Is this why the West becomes so incensed when it recognises 'cleansing' that is explicitly ethnic? After all, it was the overt embodiment of this ideology in the heart of Europe earlier this century that made it a matter of such urgency that racism should be 'cleansed' from Western politics, and also sent to find refuge in a new home, namely in the 'neutral' disciplines of economics.

This is why no effort has been spared in blaming the poor for their plight, which will, in some sort, justify their elimination, the removal from the world of their polluting presence.

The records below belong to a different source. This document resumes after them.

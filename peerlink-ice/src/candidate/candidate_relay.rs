use super::*;
use crate::rand::generate_cand_id;

/// The config required to create a new relay candidate. Relay candidates are
/// only ever learned from the remote description; no TURN allocation is made.
#[derive(Default)]
pub struct CandidateRelayConfig {
    pub base_config: CandidateConfig,

    pub rel_addr: String,
    pub rel_port: u16,

    pub url: Option<String>,
}

impl CandidateRelayConfig {
    /// Creates a new relay candidate.
    pub fn new_candidate_relay(self) -> Result<Candidate> {
        let mut candidate_id = self.base_config.candidate_id;
        if candidate_id.is_empty() {
            candidate_id = generate_cand_id();
        }

        let (ip, network_type) =
            resolve_network_type(&self.base_config.network, &self.base_config.address)?;
        let resolved_addr = SocketAddr::new(ip, self.base_config.port);

        Ok(Candidate {
            id: candidate_id,
            network_type,
            candidate_type: CandidateType::Relay,
            address: self.base_config.address,
            port: self.base_config.port,
            resolved_addr,
            base_addr: self.base_config.base_address.unwrap_or(resolved_addr),
            component: self.base_config.component,
            foundation_override: self.base_config.foundation,
            priority_override: self.base_config.priority,
            network: self.base_config.network,
            related_address: Some(CandidateRelatedAddress {
                address: self.rel_addr,
                port: self.rel_port,
            }),
            url: self.url,
            ..Candidate::default()
        })
    }
}
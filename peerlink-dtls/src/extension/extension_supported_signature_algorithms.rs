use super::*;
use crate::signature_hash_algorithm::*;

/// <https://tools.ietf.org/html/rfc5246#section-7.4.1.4.1>
#[derive(Clone, Debug, PartialEq, Eq)]
pub struct ExtensionSupportedSignatureAlgorithms {
    pub signature_hash_algorithms: Vec<SignatureHashAlgorithm>,
}

impl ExtensionSupportedSignatureAlgorithms {
    pub fn extension_value(&self) -> ExtensionValue {
        ExtensionValue::SupportedSignatureAlgorithms
    }

    pub fn size(&self) -> usize {
        2 + 2 * self.signature_hash_algorithms.len()
    }

    pub fn marshal<W: Write>(&self, writer: &mut W) -> Result<()> {
        writer.write_u16::<BigEndian>(2 * self.signature_hash_algorithms.len() as u16)?;
        for v in &self.signature_hash_algorithms {
            writer.write_u8(v.hash as u8)?;
            writer.write_u8(v.signature as u8)?;
        }

        Ok(writer.flush()?)
    }

    pub fn unmarshal<R: Read>(reader: &mut R) -> Result<Self> {
        let algorithm_count = reader.read_u16::<BigEndian>()? as usize / 2;
        let mut signature_hash_algorithms = vec![];
        for _ in 0..algorithm_count {
            let hash = reader.read_u8()?.into();
            let signature = reader.read_u8()?.into();
            signature_hash_algorithms.push(SignatureHashAlgorithm { hash, signature });
        }

        Ok(ExtensionSupportedSignatureAlgorithms {
            signature_hash_algorithms,
        })
    }
}
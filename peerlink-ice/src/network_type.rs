use std::fmt;
use std::net::IpAddr;

use serde::{Deserialize, Serialize};
use shared::error::*;

pub(crate) const UDP: &str = "udp";

/// Represents the type of network. Only UDP paths carry ICE traffic here.
#[derive(Default, PartialEq, Eq, Debug, Copy, Clone, Serialize, Deserialize)]
pub enum NetworkType {
    #[default]
    #[serde(rename = "unspecified")]
    Unspecified,

    /// Indicates UDP over IPv4.
    #[serde(rename = "udp4")]
    Udp4,

    /// Indicates UDP over IPv6.
    #[serde(rename = "udp6")]
    Udp6,
}

impl fmt::Display for NetworkType {
    fn fmt(&self, f: &mut fmt::Formatter<'_>) -> fmt::Result {
        let s = match *self {
            Self::Udp4 => "udp4",
            Self::Udp6 => "udp6",
            Self::Unspecified => "unspecified",
        };
        write!(f, "{s}")
    }
}

impl NetworkType {
    /// Returns true when network is UDP4 or UDP6.
    #[must_use]
    pub fn is_udp(self) -> bool {
        self == Self::Udp4 || self == Self::Udp6
    }

    /// Returns the short network description.
    #[must_use]
    pub fn network_short(self) -> String {
        match self {
            Self::Udp4 | Self::Udp6 => UDP.to_owned(),
            Self::Unspecified => "Unspecified".to_owned(),
        }
    }

    /// Returns whether the network type is IPv4 or not.
    #[must_use]
    pub const fn is_ipv4(self) -> bool {
        matches!(self, Self::Udp4)
    }

    /// Returns whether the network type is IPv6 or not.
    #[must_use]
    pub const fn is_ipv6(self) -> bool {
        matches!(self, Self::Udp6)
    }
}

/// Determines the type of network based on the short network string and an IP address.
pub(crate) fn determine_network_type(network: &str, ip: &IpAddr) -> Result<NetworkType> {
    let ipv4 = ip.is_ipv4();
    let net = network.to_lowercase();
    if net.starts_with(UDP) {
        if ipv4 {
            Ok(NetworkType::Udp4)
        } else {
            Ok(NetworkType::Udp6)
        }
    } else {
        Err(Error::Other(format!(
            "{:?}: {}",
            Error::ErrUnknownNetworkType,
            network
        )))
    }
}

Do the G-7 (Group of Seven leading industrial nations) and the Western financial institutions not blame the poor rather than a resource-gobbling hyperindustrialism for environmental ruin; do they not blame the poor for their 'population', rather than the 'people' of the West for their excessive consumption?

Just as the Serbs have a self-justifying ideology for the persecution of the ethnic Albanians, so all tyrannies based upon ethnicity, race, religion, or even economic exclusion, elaborate their own ghoulish theories of inferiorisation, and find reasons why those they intend to destroy deserve no better.

The poor, in the ideology of global wealth creation, are no exception. Their backwardness, their superstitions, their archaic customs and practices, above all their tendency to 'breed', despite our best efforts on their behalf, their persistence in error merits the fate which we all know.

It is only natural that we should deny involvement with these horrors. Indeed, we express our impotent sympathy with the victims of economic cleansing, sheltering behind national sovereignties we have systematically crushed in the higher interests of Globalisation.

More than this, we even project ourselves as having done our utmost to remedy these evils, for have we not deployed every weapon in our resourceful ideological armoury to set them right - aid, charity, the promotion of human rights, good governance, empowerment, participation, the rights of women, the protection of children, an end to corruption, transparency, structural adjustment, income generation, micro-credit, poverty alleviation?

If poverty persists despite so comprehensive a programme, it can be the fault only of the poor themselves. If they perish, this is due to a combination of natural laws and their own unfitness for the globally competitive enterprise that is Planet plc.

No one has yet identified economic cleansing as a crime against humanity. When Madeleine Albright appears on TV, the avenging angel of Kosovo, she rests in the certainty that no one is going to call her to account for the dead children and women of Bangladesh or Somalia or Brazil, who are no less dead from the effects of hunger and disease than those murdered by Serbs or any other group bent on the destruction of another.

This gives Western rhetoric of high moralism a bitter edge in the refugee camps of Bangladesh and other low places of the world. The time will surely come when economic crimes will also be named and recognised for what they are, and be thought as intolerable as any other violent assault by the strong upon the weak, although whether they will ever be punished accordingly remains unlikely. - Third World Network Features

About the writer: Jeremy Seabrook is an author and freelance journalist based in London.